Um estudo publicado, nesta segunda-feira (12), na revista científica “The Journal of the American Medical Association (JAMA)”, apontou que o leite materno produzido por mulheres que receberam a aplicação da vacina apresentou dois anticorpos específicos contra a Covid-19, o IgA e o IgG.

A partir dessa constatação, está sendo analisado se o leite materno pode ser uma fonte de anticorpos, aos recém-nascidos, contra a Covid-19. Apesar disso, até o momento ainda não é possível concluir se os bebês que ingerirem este leite materno ficarão realmente protegidos contra o vírus. “Os anticorpos encontrados no leite materno dessas mulheres mostraram fortes efeitos neutralizantes, sugerindo um potencial efeito protetor contra infecção em bebês”, afirmaram os cientistas na pesquisa.

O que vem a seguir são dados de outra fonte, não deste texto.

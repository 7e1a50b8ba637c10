use std::future::Future;

use async_trait::async_trait;

use pullseq_core::error::Result;
use pullseq_core::sequence::{AsyncPullSource, PullSource};
use pullseq_core::source::{AsyncSource, Source};
use pullseq_core::step::Step;

/// A pull-shaped object backed by a closure.
pub struct PullFn<F> {
    func: F,
}

impl<F> PullFn<F> {
    pub fn new(func: F) -> Self {
        Self { func }
    }
}

impl<F, T> PullSource for PullFn<F>
where
    F: FnMut() -> Result<Step<T>>,
{
    type Item = T;

    fn next(&mut self) -> Result<Step<T>> {
        (self.func)()
    }
}

/// A suspension-capable pull-shaped object backed by a closure returning a future.
pub struct AsyncPullFn<F> {
    func: F,
}

impl<F> AsyncPullFn<F> {
    pub fn new(func: F) -> Self {
        Self { func }
    }
}

#[async_trait]
impl<F, Fut, T> AsyncPullSource for AsyncPullFn<F>
where
    F: FnMut() -> Fut + Send,
    Fut: Future<Output = Result<Step<T>>> + Send,
    T: Send + 'static,
{
    type Item = T;

    async fn next(&mut self) -> Result<Step<T>> {
        (self.func)().await
    }
}

/// Build a sequence whose elements come from repeated calls to `func`.
///
/// ```
/// use pullseq_chain::lambda::from_fn;
/// use pullseq_chain::ext::SequenceExt;
/// use pullseq_core::step::Step;
///
/// let mut n = 0;
/// let evens = from_fn(move || {
///     n += 2;
///     Ok(if n <= 6 { Step::yielded(n) } else { Step::done() })
/// });
/// assert_eq!(evens.to_vec().unwrap(), vec![2, 4, 6]);
/// ```
pub fn from_fn<F, T>(func: F) -> Source<T>
where
    F: FnMut() -> Result<Step<T>> + 'static,
    T: 'static,
{
    Source::from_pull(PullFn::new(func))
}

/// Async counterpart of [`from_fn`].
pub fn from_async_fn<F, Fut, T>(func: F) -> AsyncSource<T>
where
    F: FnMut() -> Fut + Send + 'static,
    Fut: Future<Output = Result<Step<T>>> + Send + 'static,
    T: Send + 'static,
{
    AsyncSource::from_pull(AsyncPullFn::new(func))
}
use thiserror::Error;

use crate::registry::Namespace;

/// Top-level error type for the pullseq library.
#[derive(Debug, Error)]
pub enum SeqError {
    #[error("Invalid source: {0}")]
    InvalidSource(#[from] SourceError),

    #[error("Producer error: {0}")]
    Producer(String),

    #[error("Callback error: {0}")]
    Callback(String),

    #[error("Registry error: {0}")]
    Registry(#[from] RegistryError),

    #[error("Serialization error: {0}")]
    Serialization(#[from] serde_json::Error),

    #[error("{0}")]
    Other(String),
}

/// Raised by the construction adapter when its input cannot be pulled from.
#[derive(Debug, Error)]
pub enum SourceError {
    #[error("expected array or iterator-like object, got null")]
    Null,

    #[error("expected array or iterator-like object, got {found}")]
    Unsupported { found: String },
}

#[derive(Debug, Error)]
pub enum RegistryError {
    #[error("Capability '{name}' is not installed on {namespace}")]
    UnknownCapability { namespace: Namespace, name: String },
}

pub type Result<T> = std::result::Result<T, SeqError>;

Os resultados foram obtidos por meio de pesquisa com um grupo de 84 mulheres em Israel durante o período de 23 de dezembro de 2020 e 15 de janeiro de 2021. As participantes foram imunizadas com duas doses da Pfizer/BioNTech com intervalo de 21 dias entre as aplicações.

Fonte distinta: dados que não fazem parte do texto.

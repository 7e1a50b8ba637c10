use async_trait::async_trait;

use pullseq_core::error::Result;
use pullseq_core::sequence::{AsyncSequence, Sequence};

/// Pairs each upstream value with its zero-based position.
pub struct IndexedPairs<S> {
    pub(crate) upstream: S,
    pub(crate) index: usize,
}

impl<S: Sequence> Sequence for IndexedPairs<S> {
    type Item = (usize, S::Item);

    fn pull(&mut self) -> Result<Option<Self::Item>> {
        let Some(value) = self.upstream.pull()? else {
            return Ok(None);
        };
        let index = self.index;
        self.index += 1;
        Ok(Some((index, value)))
    }
}

pub struct AsyncIndexedPairs<S> {
    pub(crate) upstream: S,
    pub(crate) index: usize,
}

#[async_trait]
impl<S: AsyncSequence> AsyncSequence for AsyncIndexedPairs<S> {
    type Item = (usize, S::Item);

    async fn pull(&mut self) -> Result<Option<Self::Item>> {
        let Some(value) = self.upstream.pull().await? else {
            return Ok(None);
        };
        let index = self.index;
        self.index += 1;
        Ok(Some((index, value)))
    }
}
use async_trait::async_trait;

use pullseq_core::error::Result;
use pullseq_core::sequence::{AsyncSequence, Sequence};

/// Applies `transform` to each upstream value as it is pulled.
pub struct Map<S, F> {
    pub(crate) upstream: S,
    pub(crate) transform: F,
}

impl<S, F, U> Sequence for Map<S, F>
where
    S: Sequence,
    F: FnMut(S::Item) -> Result<U>,
{
    type Item = U;

    fn pull(&mut self) -> Result<Option<U>> {
        match self.upstream.pull()? {
            Some(value) => (self.transform)(value).map(Some),
            None => Ok(None),
        }
    }
}

/// Async counterpart of [`Map`].
pub struct AsyncMap<S, F> {
    pub(crate) upstream: S,
    pub(crate) transform: F,
}

#[async_trait]
impl<S, F, U> AsyncSequence for AsyncMap<S, F>
where
    S: AsyncSequence,
    F: FnMut(S::Item) -> Result<U> + Send,
    U: Send + 'static,
{
    type Item = U;

    async fn pull(&mut self) -> Result<Option<U>> {
        match self.upstream.pull().await? {
            Some(value) => (self.transform)(value).map(Some),
            None => Ok(None),
        }
    }
}

#[cfg(test)]
mod tests {
    use pullseq_core::error::SeqError;
    use pullseq_core::sequence::Sequence;
    use pullseq_core::source::{AsyncSource, Source};

    use crate::ext::{AsyncSequenceExt, SequenceExt};
    use crate::mock::{CountingSource, DelayedSource};

    #[test]
    fn map_transforms_each_value() {
        let values = Source::from_vec(vec![1, 2, 3])
            .map(|x| Ok(x + 1))
            .to_vec()
            .unwrap();
        assert_eq!(values, vec![2, 3, 4]);
    }

    #[test]
    fn map_is_lazy() {
        let (source, pulls) = CountingSource::new(vec![1, 2, 3]);
        let mut calls = 0;
        let mut mapped = source.map(|x| {
            calls += 1;
            Ok(x * 10)
        });
        assert_eq!(pulls.get(), 0);
        assert_eq!(mapped.pull().unwrap(), Some(10));
        assert_eq!(pulls.get(), 1);
        drop(mapped);
        assert_eq!(calls, 1);
    }

    #[test]
    fn map_error_stops_the_pull() {
        let (source, pulls) = CountingSource::new(vec![1, 2, 3]);
        let mut mapped = source.map(|x| {
            if x == 2 {
                Err(SeqError::Callback("two".into()))
            } else {
                Ok(x)
            }
        });
        assert_eq!(mapped.pull().unwrap(), Some(1));
        assert!(matches!(mapped.pull(), Err(SeqError::Callback(_))));
        assert_eq!(pulls.get(), 2);
        assert_eq!(mapped.pull().unwrap(), Some(3));
    }

    #[test]
    fn map_changes_type() {
        let values = Source::from_vec(vec![1, 2])
            .map(|x| Ok(format!("#{x}")))
            .to_vec()
            .unwrap();
        assert_eq!(values, vec!["#1", "#2"]);
    }

    #[tokio::test]
    async fn async_map_over_delayed_source() {
        let values = DelayedSource::from_vec(vec![1, 2, 3])
            .map(|x| Ok(x + 1))
            .to_vec()
            .await
            .unwrap();
        assert_eq!(values, vec![2, 3, 4]);
    }

    #[tokio::test]
    async fn async_map_error_propagates() {
        let result = AsyncSource::from_vec(vec![1, 2])
            .map(|_| Err::<i32, _>(SeqError::Callback("nope".into())))
            .to_vec()
            .await;
        assert!(result.is_err());
    }
}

Foto: Breno Esaki/Agência Saúde

Foram colhidas amostras do leite materno antes e depois da administração da vacina, sendo que as coletas posteriores ao imunizante ocorreram, semanalmente, em um período de 6 semanas a partir do 14º dia depois da primeira dose, sendo recolhidas, ao todo, 504 amostras.

Nas amostragens da primeira semana, 61,8% apresentaram anticorpos IgA contra o vírus. Depois da segunda dose da vacina, o percentual subiu para 86,1%. Para o anticorpo IgG, os níveis das células de defesa continuaram baixos nas três primeiras semanas e começaram a aumentar a partir da quarta semana posterior à segunda dose. Por fim, entre as semanas 5 e 6, 97% das amostras do leite materno demonstraram o anticorpo.

Ainda sobre a funcionalidades em bebês, os pesquisadores informaram também que o estudo possui limitações, não permitindo concluir se haverá proteção, ou não, contra a Covid, devido a ingestão do leite materno. Segundo os cientistas, não foi realizado “nenhum ensaio funcional” para comprovar essa possibilidade, apesar de estudos anteriores já terem demonstrado a capacidade de neutralização dos mesmos anticorpos.